● **How to complete this task**: Reproduce the opening lines of the records exactly, up to and including the line in which "pub enum Route" occurs.

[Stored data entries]
───
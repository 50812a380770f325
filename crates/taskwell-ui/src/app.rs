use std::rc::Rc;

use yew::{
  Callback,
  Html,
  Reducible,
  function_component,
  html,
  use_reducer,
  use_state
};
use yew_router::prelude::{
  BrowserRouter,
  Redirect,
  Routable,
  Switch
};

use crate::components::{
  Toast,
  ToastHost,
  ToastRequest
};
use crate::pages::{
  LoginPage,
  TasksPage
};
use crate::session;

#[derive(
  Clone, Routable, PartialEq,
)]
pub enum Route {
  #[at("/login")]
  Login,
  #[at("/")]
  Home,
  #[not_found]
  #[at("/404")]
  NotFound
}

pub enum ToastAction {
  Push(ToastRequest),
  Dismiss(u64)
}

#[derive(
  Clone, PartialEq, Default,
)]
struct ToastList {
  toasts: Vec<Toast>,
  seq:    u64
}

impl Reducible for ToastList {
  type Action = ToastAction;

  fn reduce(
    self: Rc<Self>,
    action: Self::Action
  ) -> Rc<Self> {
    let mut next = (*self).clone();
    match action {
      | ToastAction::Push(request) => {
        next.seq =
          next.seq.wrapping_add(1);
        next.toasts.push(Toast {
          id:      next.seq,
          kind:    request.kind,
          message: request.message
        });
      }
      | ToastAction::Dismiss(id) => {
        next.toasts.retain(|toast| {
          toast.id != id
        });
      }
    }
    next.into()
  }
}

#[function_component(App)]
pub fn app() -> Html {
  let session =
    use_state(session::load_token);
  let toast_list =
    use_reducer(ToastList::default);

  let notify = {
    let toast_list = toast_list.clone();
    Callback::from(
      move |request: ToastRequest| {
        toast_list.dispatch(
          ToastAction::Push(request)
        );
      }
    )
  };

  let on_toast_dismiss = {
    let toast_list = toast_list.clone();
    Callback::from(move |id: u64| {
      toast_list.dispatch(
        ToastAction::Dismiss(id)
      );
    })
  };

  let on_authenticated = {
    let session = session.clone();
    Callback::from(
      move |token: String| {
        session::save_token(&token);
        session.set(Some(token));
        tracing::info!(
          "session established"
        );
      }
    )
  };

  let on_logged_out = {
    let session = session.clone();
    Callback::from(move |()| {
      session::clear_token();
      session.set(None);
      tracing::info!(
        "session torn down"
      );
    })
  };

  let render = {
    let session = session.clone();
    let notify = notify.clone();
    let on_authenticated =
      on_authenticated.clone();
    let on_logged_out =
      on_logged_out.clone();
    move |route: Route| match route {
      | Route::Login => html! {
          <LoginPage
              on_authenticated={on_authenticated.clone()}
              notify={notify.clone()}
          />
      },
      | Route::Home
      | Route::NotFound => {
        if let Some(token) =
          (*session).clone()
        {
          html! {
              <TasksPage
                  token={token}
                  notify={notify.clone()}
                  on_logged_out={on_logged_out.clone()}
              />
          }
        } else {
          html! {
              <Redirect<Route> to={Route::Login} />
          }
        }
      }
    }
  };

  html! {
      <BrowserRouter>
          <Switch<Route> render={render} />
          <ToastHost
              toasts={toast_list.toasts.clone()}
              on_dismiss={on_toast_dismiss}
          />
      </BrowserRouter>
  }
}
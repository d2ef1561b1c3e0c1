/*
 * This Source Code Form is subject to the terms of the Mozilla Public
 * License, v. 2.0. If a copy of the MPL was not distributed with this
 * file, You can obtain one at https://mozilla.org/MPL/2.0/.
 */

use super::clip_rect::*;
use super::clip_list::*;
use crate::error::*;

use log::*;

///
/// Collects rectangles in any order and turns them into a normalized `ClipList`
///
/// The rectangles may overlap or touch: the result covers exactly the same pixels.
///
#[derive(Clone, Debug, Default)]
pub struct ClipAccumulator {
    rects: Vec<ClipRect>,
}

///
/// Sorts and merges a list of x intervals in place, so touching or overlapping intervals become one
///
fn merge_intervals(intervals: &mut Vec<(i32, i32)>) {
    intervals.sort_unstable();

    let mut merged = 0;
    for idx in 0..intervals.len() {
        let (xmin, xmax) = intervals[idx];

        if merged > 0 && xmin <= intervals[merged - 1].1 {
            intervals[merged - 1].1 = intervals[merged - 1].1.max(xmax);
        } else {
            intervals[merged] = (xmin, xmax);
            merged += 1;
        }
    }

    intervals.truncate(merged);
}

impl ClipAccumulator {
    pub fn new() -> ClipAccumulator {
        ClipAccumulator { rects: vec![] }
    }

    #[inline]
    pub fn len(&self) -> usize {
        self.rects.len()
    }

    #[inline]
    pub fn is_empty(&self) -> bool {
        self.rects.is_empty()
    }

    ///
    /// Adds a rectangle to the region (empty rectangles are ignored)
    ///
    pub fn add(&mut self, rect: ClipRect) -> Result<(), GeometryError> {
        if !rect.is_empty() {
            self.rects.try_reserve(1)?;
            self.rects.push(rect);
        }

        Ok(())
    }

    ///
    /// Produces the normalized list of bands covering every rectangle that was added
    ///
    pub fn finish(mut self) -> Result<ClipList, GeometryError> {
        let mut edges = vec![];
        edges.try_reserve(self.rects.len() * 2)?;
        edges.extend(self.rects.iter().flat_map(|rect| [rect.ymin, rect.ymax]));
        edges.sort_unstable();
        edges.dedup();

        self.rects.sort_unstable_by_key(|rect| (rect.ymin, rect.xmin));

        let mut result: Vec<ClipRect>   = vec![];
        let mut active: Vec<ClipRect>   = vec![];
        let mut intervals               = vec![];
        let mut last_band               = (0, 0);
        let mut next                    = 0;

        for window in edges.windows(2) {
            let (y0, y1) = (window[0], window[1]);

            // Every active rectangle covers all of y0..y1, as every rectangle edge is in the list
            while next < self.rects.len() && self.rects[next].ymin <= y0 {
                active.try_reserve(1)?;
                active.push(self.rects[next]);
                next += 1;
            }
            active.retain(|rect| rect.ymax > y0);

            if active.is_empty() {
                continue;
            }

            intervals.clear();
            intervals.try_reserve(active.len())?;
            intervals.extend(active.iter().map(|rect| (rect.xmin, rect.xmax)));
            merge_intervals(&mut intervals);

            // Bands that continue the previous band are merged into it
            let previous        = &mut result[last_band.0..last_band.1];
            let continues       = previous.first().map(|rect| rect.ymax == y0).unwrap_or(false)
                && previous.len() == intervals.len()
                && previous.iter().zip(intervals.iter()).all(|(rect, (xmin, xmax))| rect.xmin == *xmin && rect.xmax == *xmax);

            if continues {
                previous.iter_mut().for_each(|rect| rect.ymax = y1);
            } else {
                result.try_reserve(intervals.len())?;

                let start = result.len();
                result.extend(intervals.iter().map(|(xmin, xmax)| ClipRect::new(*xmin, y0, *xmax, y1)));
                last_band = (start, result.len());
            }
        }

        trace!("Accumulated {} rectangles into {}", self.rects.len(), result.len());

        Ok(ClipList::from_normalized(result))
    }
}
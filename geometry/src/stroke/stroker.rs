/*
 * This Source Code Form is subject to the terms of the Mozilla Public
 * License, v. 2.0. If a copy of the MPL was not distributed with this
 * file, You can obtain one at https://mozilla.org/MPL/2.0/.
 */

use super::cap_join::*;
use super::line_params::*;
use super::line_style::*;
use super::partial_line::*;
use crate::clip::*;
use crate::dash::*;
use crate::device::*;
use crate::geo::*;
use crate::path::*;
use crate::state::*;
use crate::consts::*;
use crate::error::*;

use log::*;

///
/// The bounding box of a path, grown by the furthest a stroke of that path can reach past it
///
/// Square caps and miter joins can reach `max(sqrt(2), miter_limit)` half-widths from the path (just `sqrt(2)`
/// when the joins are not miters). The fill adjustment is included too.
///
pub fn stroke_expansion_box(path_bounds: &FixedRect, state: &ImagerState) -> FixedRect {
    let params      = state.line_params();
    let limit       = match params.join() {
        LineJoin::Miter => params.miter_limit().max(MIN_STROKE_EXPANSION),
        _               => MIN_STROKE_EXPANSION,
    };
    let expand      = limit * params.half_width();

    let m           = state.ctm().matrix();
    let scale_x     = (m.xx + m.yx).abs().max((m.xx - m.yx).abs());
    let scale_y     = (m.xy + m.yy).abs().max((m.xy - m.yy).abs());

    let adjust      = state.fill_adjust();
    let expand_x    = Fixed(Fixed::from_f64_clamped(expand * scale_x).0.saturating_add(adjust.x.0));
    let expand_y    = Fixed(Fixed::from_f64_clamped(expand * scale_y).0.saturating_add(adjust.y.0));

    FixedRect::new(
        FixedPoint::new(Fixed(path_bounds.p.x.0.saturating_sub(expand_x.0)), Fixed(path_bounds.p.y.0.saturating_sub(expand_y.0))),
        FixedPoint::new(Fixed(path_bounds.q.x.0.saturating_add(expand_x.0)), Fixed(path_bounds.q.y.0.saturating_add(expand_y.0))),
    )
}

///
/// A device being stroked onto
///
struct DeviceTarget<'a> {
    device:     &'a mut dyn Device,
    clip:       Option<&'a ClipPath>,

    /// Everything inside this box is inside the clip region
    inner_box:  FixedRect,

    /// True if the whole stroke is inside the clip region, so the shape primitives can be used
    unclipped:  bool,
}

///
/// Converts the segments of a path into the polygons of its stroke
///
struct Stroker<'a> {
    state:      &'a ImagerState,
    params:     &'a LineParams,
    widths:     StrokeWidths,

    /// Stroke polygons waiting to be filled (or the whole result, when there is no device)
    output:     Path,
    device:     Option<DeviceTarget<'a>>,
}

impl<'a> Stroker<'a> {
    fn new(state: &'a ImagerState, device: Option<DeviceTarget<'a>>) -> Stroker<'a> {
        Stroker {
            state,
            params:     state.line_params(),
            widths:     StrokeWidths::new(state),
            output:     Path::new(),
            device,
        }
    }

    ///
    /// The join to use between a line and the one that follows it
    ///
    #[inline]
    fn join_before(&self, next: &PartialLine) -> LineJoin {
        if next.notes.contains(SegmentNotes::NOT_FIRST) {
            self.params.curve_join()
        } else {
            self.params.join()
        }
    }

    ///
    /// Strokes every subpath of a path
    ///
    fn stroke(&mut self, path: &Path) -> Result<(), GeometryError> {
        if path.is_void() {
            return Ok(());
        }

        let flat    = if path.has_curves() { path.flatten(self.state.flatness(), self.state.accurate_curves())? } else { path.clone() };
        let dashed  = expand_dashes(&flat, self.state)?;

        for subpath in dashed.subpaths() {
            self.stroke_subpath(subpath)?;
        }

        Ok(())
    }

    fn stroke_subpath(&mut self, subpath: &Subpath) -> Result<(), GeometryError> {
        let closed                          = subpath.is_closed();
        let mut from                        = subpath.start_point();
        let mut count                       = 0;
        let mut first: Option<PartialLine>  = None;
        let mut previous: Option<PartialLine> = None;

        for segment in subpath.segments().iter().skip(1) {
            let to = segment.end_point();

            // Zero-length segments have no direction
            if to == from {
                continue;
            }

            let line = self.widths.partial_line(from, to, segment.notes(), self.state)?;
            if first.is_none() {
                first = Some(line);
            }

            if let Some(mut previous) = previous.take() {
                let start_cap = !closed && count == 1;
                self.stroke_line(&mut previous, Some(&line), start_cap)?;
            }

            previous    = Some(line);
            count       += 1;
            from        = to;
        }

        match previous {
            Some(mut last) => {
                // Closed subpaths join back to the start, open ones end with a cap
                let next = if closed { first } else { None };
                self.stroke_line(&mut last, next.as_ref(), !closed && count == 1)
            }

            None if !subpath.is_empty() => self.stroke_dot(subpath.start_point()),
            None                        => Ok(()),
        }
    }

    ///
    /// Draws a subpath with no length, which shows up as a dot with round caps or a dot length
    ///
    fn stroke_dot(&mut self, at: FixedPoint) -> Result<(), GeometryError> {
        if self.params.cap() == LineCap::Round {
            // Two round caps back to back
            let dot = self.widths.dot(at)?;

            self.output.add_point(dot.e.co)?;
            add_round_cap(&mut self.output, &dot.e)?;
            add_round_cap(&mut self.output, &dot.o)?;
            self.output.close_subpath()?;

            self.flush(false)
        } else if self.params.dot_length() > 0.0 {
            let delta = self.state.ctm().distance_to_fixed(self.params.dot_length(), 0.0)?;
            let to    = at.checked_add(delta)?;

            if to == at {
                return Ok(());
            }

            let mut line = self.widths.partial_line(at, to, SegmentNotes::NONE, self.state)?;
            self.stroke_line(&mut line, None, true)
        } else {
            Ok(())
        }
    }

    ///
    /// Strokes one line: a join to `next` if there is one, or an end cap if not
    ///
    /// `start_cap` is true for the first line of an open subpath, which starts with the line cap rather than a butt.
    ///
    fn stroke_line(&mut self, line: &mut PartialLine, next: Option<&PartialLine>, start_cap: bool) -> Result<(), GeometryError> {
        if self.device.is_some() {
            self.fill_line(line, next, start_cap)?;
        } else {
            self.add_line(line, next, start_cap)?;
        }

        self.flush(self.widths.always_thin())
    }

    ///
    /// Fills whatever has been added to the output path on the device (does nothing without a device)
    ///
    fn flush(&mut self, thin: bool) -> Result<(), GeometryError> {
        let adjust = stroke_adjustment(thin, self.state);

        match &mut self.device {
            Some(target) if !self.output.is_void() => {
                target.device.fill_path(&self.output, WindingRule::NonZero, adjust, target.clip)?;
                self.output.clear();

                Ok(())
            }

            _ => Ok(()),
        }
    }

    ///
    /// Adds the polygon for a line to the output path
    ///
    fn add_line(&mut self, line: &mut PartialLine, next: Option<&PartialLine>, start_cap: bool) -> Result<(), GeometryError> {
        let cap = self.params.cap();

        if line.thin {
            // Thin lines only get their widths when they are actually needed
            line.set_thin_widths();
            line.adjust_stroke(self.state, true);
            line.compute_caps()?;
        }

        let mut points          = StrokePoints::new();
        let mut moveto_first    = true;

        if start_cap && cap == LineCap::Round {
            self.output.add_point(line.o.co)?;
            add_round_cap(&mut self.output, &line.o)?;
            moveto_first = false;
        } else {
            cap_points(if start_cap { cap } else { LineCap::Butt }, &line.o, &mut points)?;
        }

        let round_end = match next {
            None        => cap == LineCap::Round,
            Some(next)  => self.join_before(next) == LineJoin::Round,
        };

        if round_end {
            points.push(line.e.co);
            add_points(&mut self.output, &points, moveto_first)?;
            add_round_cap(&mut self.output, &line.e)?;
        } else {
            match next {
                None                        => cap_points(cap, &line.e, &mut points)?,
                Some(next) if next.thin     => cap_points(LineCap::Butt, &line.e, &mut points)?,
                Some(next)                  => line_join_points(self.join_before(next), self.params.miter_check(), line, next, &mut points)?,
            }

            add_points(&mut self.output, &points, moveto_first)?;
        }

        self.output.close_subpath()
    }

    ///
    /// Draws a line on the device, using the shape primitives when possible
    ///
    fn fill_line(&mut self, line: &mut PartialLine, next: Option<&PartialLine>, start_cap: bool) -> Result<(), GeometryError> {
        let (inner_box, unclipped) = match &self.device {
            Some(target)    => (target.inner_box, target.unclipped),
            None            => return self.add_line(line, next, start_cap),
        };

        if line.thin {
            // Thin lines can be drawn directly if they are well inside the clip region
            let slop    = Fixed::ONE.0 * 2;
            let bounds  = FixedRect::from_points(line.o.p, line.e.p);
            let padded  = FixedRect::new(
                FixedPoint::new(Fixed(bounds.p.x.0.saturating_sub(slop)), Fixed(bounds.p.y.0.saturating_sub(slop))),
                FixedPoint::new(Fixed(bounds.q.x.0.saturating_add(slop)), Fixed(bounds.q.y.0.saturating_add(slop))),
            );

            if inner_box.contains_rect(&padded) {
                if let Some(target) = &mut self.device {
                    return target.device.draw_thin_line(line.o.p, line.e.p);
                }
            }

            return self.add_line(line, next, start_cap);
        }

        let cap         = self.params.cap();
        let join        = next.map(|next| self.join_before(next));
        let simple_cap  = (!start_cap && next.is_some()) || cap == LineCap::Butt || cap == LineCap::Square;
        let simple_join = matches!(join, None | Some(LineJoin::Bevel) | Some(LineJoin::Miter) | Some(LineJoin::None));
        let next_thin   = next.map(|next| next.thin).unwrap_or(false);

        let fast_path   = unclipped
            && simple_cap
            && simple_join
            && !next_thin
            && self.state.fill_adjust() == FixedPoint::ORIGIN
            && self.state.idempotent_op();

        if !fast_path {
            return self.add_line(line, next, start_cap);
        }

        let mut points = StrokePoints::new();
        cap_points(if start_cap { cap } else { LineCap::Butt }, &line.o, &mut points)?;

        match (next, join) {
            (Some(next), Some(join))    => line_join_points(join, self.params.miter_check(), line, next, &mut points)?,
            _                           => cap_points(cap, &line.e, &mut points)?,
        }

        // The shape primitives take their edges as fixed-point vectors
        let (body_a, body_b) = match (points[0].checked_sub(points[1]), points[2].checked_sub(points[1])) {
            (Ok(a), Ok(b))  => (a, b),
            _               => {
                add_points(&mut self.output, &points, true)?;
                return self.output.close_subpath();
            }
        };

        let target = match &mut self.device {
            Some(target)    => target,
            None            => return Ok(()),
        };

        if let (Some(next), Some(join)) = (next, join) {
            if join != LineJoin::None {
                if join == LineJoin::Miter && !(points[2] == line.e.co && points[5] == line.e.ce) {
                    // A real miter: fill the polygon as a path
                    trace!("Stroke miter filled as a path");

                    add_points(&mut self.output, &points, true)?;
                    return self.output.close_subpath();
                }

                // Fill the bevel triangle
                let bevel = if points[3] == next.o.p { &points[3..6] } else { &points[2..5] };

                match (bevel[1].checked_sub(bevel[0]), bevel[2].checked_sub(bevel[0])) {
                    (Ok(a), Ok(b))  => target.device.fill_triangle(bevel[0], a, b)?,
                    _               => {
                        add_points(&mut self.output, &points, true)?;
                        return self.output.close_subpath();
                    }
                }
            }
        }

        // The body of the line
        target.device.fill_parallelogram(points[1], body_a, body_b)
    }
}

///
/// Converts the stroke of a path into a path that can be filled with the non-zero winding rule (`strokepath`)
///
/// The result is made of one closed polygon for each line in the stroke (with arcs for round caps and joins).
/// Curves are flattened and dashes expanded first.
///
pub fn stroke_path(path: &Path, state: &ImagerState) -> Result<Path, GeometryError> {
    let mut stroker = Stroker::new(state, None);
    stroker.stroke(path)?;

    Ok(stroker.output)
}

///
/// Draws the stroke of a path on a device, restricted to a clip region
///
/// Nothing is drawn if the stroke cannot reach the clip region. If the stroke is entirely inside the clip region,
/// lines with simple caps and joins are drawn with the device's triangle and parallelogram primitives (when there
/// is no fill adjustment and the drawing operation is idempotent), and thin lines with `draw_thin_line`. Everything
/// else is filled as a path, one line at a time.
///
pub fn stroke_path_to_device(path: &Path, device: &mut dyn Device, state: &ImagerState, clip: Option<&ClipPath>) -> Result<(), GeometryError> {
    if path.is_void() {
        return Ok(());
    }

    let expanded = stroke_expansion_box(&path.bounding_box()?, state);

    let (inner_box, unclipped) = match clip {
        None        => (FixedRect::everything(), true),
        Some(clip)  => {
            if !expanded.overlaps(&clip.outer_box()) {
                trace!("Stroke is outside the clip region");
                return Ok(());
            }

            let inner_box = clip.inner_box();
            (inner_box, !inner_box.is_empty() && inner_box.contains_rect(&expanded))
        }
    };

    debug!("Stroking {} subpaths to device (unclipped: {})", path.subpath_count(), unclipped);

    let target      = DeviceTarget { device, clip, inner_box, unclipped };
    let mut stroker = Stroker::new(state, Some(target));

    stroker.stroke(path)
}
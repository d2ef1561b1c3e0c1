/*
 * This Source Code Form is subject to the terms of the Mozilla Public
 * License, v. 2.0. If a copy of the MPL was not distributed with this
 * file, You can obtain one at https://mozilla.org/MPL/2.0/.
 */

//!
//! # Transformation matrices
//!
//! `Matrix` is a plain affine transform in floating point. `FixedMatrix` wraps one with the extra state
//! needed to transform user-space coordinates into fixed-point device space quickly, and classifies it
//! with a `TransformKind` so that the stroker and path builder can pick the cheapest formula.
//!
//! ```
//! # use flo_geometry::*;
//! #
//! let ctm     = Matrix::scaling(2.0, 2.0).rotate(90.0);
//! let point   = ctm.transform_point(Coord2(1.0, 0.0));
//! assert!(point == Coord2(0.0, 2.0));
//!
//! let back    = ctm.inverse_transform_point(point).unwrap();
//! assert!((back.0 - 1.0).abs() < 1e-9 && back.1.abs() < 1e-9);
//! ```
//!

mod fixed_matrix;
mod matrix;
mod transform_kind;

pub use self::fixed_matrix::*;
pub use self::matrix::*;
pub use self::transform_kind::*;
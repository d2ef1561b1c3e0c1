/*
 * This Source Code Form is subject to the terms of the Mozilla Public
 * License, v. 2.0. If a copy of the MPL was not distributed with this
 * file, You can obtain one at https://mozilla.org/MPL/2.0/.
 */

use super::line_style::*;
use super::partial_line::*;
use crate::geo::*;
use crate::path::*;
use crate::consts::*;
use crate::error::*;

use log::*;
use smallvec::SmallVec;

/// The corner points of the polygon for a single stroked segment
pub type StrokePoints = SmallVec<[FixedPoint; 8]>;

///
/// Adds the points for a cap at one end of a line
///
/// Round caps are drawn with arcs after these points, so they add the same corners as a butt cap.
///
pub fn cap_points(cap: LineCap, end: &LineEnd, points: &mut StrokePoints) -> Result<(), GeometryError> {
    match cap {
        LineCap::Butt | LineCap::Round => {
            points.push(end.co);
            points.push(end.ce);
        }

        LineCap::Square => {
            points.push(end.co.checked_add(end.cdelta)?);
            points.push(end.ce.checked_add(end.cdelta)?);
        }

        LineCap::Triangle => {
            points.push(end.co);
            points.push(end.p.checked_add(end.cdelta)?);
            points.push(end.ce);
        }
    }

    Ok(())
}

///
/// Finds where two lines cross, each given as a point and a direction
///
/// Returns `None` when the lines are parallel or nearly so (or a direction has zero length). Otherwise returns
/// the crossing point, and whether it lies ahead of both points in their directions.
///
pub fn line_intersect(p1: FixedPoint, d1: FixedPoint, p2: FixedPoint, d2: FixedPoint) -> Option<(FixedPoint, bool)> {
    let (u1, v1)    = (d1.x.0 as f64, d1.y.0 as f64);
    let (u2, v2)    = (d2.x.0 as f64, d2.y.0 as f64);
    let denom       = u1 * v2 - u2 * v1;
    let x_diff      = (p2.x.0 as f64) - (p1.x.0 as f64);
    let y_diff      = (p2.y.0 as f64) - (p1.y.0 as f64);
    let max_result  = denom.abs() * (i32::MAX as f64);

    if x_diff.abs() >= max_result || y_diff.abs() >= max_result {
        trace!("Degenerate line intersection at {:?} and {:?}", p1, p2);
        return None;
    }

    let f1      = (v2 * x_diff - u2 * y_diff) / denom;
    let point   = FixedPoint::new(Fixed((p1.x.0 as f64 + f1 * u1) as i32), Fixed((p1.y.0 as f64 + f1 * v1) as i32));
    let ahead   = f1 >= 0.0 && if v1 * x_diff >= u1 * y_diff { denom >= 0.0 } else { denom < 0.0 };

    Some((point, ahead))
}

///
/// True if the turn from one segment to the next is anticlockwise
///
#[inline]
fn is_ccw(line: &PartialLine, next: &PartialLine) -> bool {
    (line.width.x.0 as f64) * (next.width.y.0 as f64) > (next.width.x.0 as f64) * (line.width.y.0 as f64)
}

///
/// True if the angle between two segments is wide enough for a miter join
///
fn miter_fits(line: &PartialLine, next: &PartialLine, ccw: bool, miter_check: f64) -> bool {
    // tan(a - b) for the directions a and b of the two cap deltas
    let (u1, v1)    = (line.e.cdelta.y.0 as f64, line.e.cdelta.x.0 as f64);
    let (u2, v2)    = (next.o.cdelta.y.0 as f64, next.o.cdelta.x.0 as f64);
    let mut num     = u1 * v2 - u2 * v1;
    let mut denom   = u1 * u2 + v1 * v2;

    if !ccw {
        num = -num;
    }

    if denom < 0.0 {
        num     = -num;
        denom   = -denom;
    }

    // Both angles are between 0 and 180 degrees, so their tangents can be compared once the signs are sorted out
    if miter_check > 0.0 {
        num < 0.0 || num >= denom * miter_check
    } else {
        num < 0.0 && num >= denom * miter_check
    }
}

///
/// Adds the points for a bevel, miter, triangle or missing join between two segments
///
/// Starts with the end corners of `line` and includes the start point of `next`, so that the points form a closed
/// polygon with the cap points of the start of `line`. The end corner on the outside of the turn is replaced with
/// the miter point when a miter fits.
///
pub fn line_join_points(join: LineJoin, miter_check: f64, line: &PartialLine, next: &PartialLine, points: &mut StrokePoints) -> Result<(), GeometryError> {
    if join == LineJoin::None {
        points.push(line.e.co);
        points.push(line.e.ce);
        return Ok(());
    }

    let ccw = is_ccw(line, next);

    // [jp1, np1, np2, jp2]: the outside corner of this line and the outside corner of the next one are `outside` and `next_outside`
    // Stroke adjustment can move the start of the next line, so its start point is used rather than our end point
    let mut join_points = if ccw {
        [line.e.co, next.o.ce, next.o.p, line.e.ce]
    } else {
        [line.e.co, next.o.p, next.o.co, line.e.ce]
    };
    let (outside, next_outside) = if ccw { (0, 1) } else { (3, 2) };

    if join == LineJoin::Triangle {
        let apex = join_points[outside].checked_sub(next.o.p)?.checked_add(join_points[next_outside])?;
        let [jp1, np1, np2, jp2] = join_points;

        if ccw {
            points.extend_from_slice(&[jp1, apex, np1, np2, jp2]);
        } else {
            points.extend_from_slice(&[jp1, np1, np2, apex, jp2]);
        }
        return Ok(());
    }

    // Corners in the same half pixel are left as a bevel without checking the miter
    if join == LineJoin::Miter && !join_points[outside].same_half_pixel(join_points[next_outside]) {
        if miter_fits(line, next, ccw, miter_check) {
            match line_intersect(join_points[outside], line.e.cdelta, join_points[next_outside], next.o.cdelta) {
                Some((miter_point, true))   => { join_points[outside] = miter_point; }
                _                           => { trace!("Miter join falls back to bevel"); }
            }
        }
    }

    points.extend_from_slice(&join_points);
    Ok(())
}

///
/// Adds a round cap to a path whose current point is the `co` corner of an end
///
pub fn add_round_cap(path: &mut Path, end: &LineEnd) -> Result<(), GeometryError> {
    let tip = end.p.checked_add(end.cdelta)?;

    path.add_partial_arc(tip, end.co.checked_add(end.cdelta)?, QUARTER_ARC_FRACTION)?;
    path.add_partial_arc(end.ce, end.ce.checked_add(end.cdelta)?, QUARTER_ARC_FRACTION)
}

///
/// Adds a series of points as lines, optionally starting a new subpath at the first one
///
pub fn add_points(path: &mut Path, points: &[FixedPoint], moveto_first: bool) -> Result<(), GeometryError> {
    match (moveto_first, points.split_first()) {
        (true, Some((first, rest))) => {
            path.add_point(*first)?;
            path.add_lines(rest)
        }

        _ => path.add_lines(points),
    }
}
───
● **Answer to this exercise**:
repository 50812a380770f325
filename crates/taskwell-ui/src/app.rs
use std::rc::Rc;

use yew::{
  Callback,
  Html,
  Reducible,
  function_component,
  html,
  use_reducer,
  use_state
};
use yew_router::prelude::{
  BrowserRouter,
  Redirect,
  Routable,
  Switch
};

use crate::components::{
  Toast,
  ToastHost,
  ToastRequest
};
use crate::pages::{
  LoginPage,
  TasksPage
};
use crate::session;

#[derive(
  Clone, Routable, PartialEq,
)]
pub enum Route {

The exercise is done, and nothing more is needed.